We were waiting for the Anesthesiologist t to arrive so we could check in and begin. However the anesthesiologist decided to start in the neighboring OR even though the surgeon for that OR hadn't arrived yet. Dr. Lakshmanan was quite upset at this delay in his schedule and I could sense that this was a man that really valued his time. I figure that inthe busy life of a surgeon, every second is precious. After waiting another long 5 minutes, Dr. Lakshmanan left the OR to inquire about the matter and I started talking to the Chief resident there Dr. Dan M (Unfortunately I didn't catch his last name with his mask on). Dr. Dan explained the reason for the preemptive orchiopexy operation. If the testis doesn't descend into the scrotum, it increases future risk of testicular cancer and infertility. Research on the matter is ongoing as to whether if this operation decreases rate of testicular cancer chances as opposed to those that do not get it done.
The anesthesiologist came in, apologized and pacified Dr. Laksmanan who quickly accepted the apology ( it was apparently the fault of the nurses outside). The doctor quickly returned to his jovial mood and began explaining the details of the operation.In the meantime, the mother came in with the yound child in her lap. Since the OR chambers are a sterile environment even the mother was scrubbed in. The anesthesiologist playfully joked with the boy and made him comfortable. He then coaxed the boy into putting on the inhaling mask through which the anesthetic was passed. The boy began to cry but quited down and his breathing became a little bit heavy. The anesthesiologist explained that was perfectly normal. The mother lay the boy down on the operating table and left the room. The boy was stripped and iodine was applied to the inguinal, umbilical, lumbar and pelvic areas. Sterilised sheets were placed on the boy's upper torso and limbs so only the abdomen and pelvis were visible in a square section.

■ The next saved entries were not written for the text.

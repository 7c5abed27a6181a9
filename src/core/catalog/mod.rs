use serde::{Deserialize, Serialize};
use serde_json::Value;
use std::collections::BTreeMap;
use std::path::Path;
use thiserror::Error;
use tracing::info;

use crate::core::config::CatalogConfig;

const ANSIBLE_REFERENCE_JSON: &str = include_str!("ansible_reference.json");

#[derive(Debug, Error)]
pub enum CatalogError {
    #[error("malformed argument catalog: {0}")]
    Malformed(#[from] serde_json::Error),
    #[error("cannot read argument catalog {path}: {source}")]
    Unreadable {
        path: String,
        #[source]
        source: std::io::Error,
    },
}

#[derive(Debug, Clone, Copy, PartialEq, Eq, Serialize, Deserialize)]
#[serde(rename_all = "snake_case")]
pub enum ArgType {
    String,
    Int,
    Bool,
    /// Inventory path or comma separated host list.
    Inventory,
}

/// One named argument a job type accepts.
#[derive(Debug, Clone, PartialEq, Serialize, Deserialize)]
pub struct ArgumentSpec {
    pub name: String,
    #[serde(rename = "type")]
    pub arg_type: ArgType,
    #[serde(default, skip_serializing_if = "Option::is_none")]
    pub format: Option<String>,
    #[serde(default, skip_serializing_if = "Option::is_none")]
    pub help: Option<String>,
    #[serde(default, skip_serializing_if = "Option::is_none")]
    pub default: Option<Value>,
}

/// Source of valid argument names per job type. Consulted only while schemas
/// are being built; lookups must be deterministic for one catalog snapshot.
pub trait ReferenceCatalog: Send + Sync {
    fn lookup(&self, job_type: &str) -> Option<Vec<ArgumentSpec>>;
}

/// Catalog document keyed by job type, arguments in declared order.
#[derive(Debug, Clone, Default, Serialize, Deserialize)]
#[serde(transparent)]
pub struct BundledCatalog {
    job_types: BTreeMap<String, Vec<ArgumentSpec>>,
}

impl BundledCatalog {
    /// The argument reference compiled into the binary.
    pub fn load() -> Result<Self, CatalogError> {
        Self::parse(ANSIBLE_REFERENCE_JSON)
    }

    pub fn parse(document: &str) -> Result<Self, CatalogError> {
        Ok(serde_json::from_str(document)?)
    }

    pub async fn from_path<P: AsRef<Path>>(path: P) -> Result<Self, CatalogError> {
        let path = path.as_ref();
        let content =
            tokio::fs::read_to_string(path)
                .await
                .map_err(|source| CatalogError::Unreadable {
                    path: path.display().to_string(),
                    source,
                })?;
        let catalog = Self::parse(&content)?;
        info!(
            "Loaded argument catalog from {} (job types: {})",
            path.display(),
            catalog.job_types().collect::<Vec<_>>().join(", ")
        );
        Ok(catalog)
    }

    /// The `[catalog] path` file when set, otherwise the bundled reference.
    pub async fn configured(config: &CatalogConfig) -> Result<Self, CatalogError> {
        match &config.path {
            Some(path) => Self::from_path(path).await,
            None => Self::load(),
        }
    }

    pub fn job_types(&self) -> impl Iterator<Item = &str> {
        self.job_types.keys().map(String::as_str)
    }
}

impl ReferenceCatalog for BundledCatalog {
    fn lookup(&self, job_type: &str) -> Option<Vec<ArgumentSpec>> {
        self.job_types.get(job_type).cloned()
    }
}
use anyhow::Result;
use serde::Deserialize;
use std::path::{Path, PathBuf};
use tracing::info;

pub const CONFIG_FILE: &str = "runplan.toml";
pub const DATABASE_FILE: &str = "runplan.db";

#[derive(Debug, Clone, Deserialize, Default)]
pub struct EngineConfig {
    #[serde(default)]
    pub redaction: RedactionConfig,

    #[serde(default)]
    pub catalog: CatalogConfig,

    #[serde(default)]
    pub storage: StorageConfig,
}

#[derive(Debug, Clone, Deserialize)]
pub struct RedactionConfig {
    /// Argument names whose values never leave the store in clear text.
    #[serde(default = "default_hidden_names")]
    pub hidden_names: Vec<String>,

    #[serde(default = "default_marker")]
    pub marker: String,
}

#[derive(Debug, Clone, Deserialize, Default)]
pub struct CatalogConfig {
    /// External argument catalog replacing the bundled reference.
    #[serde(default)]
    pub path: Option<PathBuf>,
}

#[derive(Debug, Clone, Deserialize, Default)]
pub struct StorageConfig {
    #[serde(default)]
    pub database: Option<PathBuf>,
}

fn default_hidden_names() -> Vec<String> {
    ["key_file", "private_key", "vault_password_file", "new_vault_password_file"]
        .into_iter()
        .map(String::from)
        .collect()
}
fn default_marker() -> String {
    "[~~ENCRYPTED~~]".to_string()
}

impl Default for RedactionConfig {
    fn default() -> Self {
        Self {
            hidden_names: default_hidden_names(),
            marker: default_marker(),
        }
    }
}

/// `~/.runplan`, falling back to the working directory when no home is known.
pub fn data_dir() -> PathBuf {
    dirs::home_dir()
        .unwrap_or_else(|| PathBuf::from("."))
        .join(".runplan")
}

impl EngineConfig {
    pub async fn load<P: AsRef<Path>>(config_path: P) -> Result<Self> {
        let config_path = config_path.as_ref();
        if !config_path.exists() {
            info!("No {} found, using default configuration.", CONFIG_FILE);
            return Ok(Self::default());
        }
        let content = tokio::fs::read_to_string(config_path).await?;
        let mut config: EngineConfig = toml::from_str(&content)?;

        let original_count = config.redaction.hidden_names.len();
        config
            .redaction
            .hidden_names
            .retain(|name| !name.trim().is_empty());
        if config.redaction.hidden_names.len() != original_count {
            info!(
                "Stripped {} blank hidden names from {}",
                original_count - config.redaction.hidden_names.len(),
                config_path.display()
            );
        }

        info!(
            "Loaded config: hidden_names={:?}, catalog={:?}, database={:?}",
            config.redaction.hidden_names, config.catalog.path, config.storage.database
        );
        Ok(config)
    }

    /// Database path: explicit override, then `[storage] database`, then the
    /// data directory default.
    pub fn database_path(&self, override_path: Option<&Path>, data_dir: &Path) -> PathBuf {
        override_path
            .map(Path::to_path_buf)
            .or_else(|| self.storage.database.clone())
            .unwrap_or_else(|| data_dir.join(DATABASE_FILE))
    }
}

#[cfg(test)]
mod tests {
    use super::*;

    #[test]
    fn default_redaction_hides_key_material() {
        let config = RedactionConfig::default();
        assert_eq!(
            config.hidden_names,
            vec![
                "key_file",
                "private_key",
                "vault_password_file",
                "new_vault_password_file"
            ]
        );
        assert_eq!(config.marker, "[~~ENCRYPTED~~]");
    }

    #[tokio::test]
    async fn load_missing_file_returns_default() {
        let dir = tempfile::tempdir().unwrap();
        let config = EngineConfig::load(dir.path().join(CONFIG_FILE)).await.unwrap();
        assert!(config.catalog.path.is_none());
        assert_eq!(config.redaction.hidden_names.len(), 4);
    }

    #[tokio::test]
    async fn load_strips_blank_hidden_names() {
        let dir = tempfile::tempdir().unwrap();
        let path = dir.path().join(CONFIG_FILE);
        let toml_content = r#"
[redaction]
hidden_names = ["password", "  ", ""]
marker = "***"

[storage]
database = "/var/lib/runplan/jobs.db"
"#;
        std::fs::write(&path, toml_content).unwrap();

        let config = EngineConfig::load(&path).await.unwrap();
        assert_eq!(config.redaction.hidden_names, vec!["password"]);
        assert_eq!(config.redaction.marker, "***");
        assert_eq!(
            config.storage.database,
            Some(PathBuf::from("/var/lib/runplan/jobs.db"))
        );
    }

    #[tokio::test]
    async fn malformed_file_is_an_error() {
        let dir = tempfile::tempdir().unwrap();
        let path = dir.path().join(CONFIG_FILE);
        std::fs::write(&path, "[redaction\nhidden_names = 3").unwrap();
        assert!(EngineConfig::load(&path).await.is_err());
    }

    #[test]
    fn database_override_wins() {
        let config = EngineConfig::default();
        let data = Path::new("/data");
        assert_eq!(
            config.database_path(None, data),
            PathBuf::from("/data/runplan.db")
        );
        assert_eq!(
            config.database_path(Some(Path::new("/tmp/x.db")), data),
            PathBuf::from("/tmp/x.db")
        );
    }
}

First Dr. Laxmanan felt around the abdomenal area until he felt a bump which showed where the testis was stuck. He and Dr. Dan then carefully drew a thin line where the incision was to be made.

They then made the incision, going through the epidermis, dermis and fascia layers. They als carefully cut through the exterior oblique muscle's aponeurosis and saw that in fact the testis was being held there by some connective tissue.

They had to take great care in cutting away much of the fascia and tissue around the immediate area while trying to isolate the epidydimis, ductus deferens and femur nerve. They also charted out the path of the inguinal canal through which the testis had to be passed.

They continued to cut and slice away at the tissue and made sure that the oblique muscle fibers connecting to the testis were long enough to reach the scrotal sac. Dr.Laksmanan then showed Dr. Dan how to orient and pass the testis correctly through the inguinal canal. Dr. Dan first held back the testis superiorly out of the way by attaching it to three 'clipping scissors'. then to my amazement he stuck his thumb through the inguinal canal all the way down into the scrotal sac wheere we could see the protrusion of his fingers inside where the testis needed to be. Dr. Laksmanan then marked that area with a pen. They then made an incision there along the line. Then using clipping scissors, they pulled the testis through and oriented them. With 10 minutes remaining in the operation Dr. Laskmanan indicated this to the anesthesiologist who proceeded to change some parameters - I believe in order to slowly cut off the anesthetic.

They cleaned up some loose fibers in the inguinal incision. They then hydrated it and cleaned off the iodine. Dr. Dan completed the stiches and the operation was done. I discussed the operation with Dr. Laksmanan, thanked him for his time and bid adieu.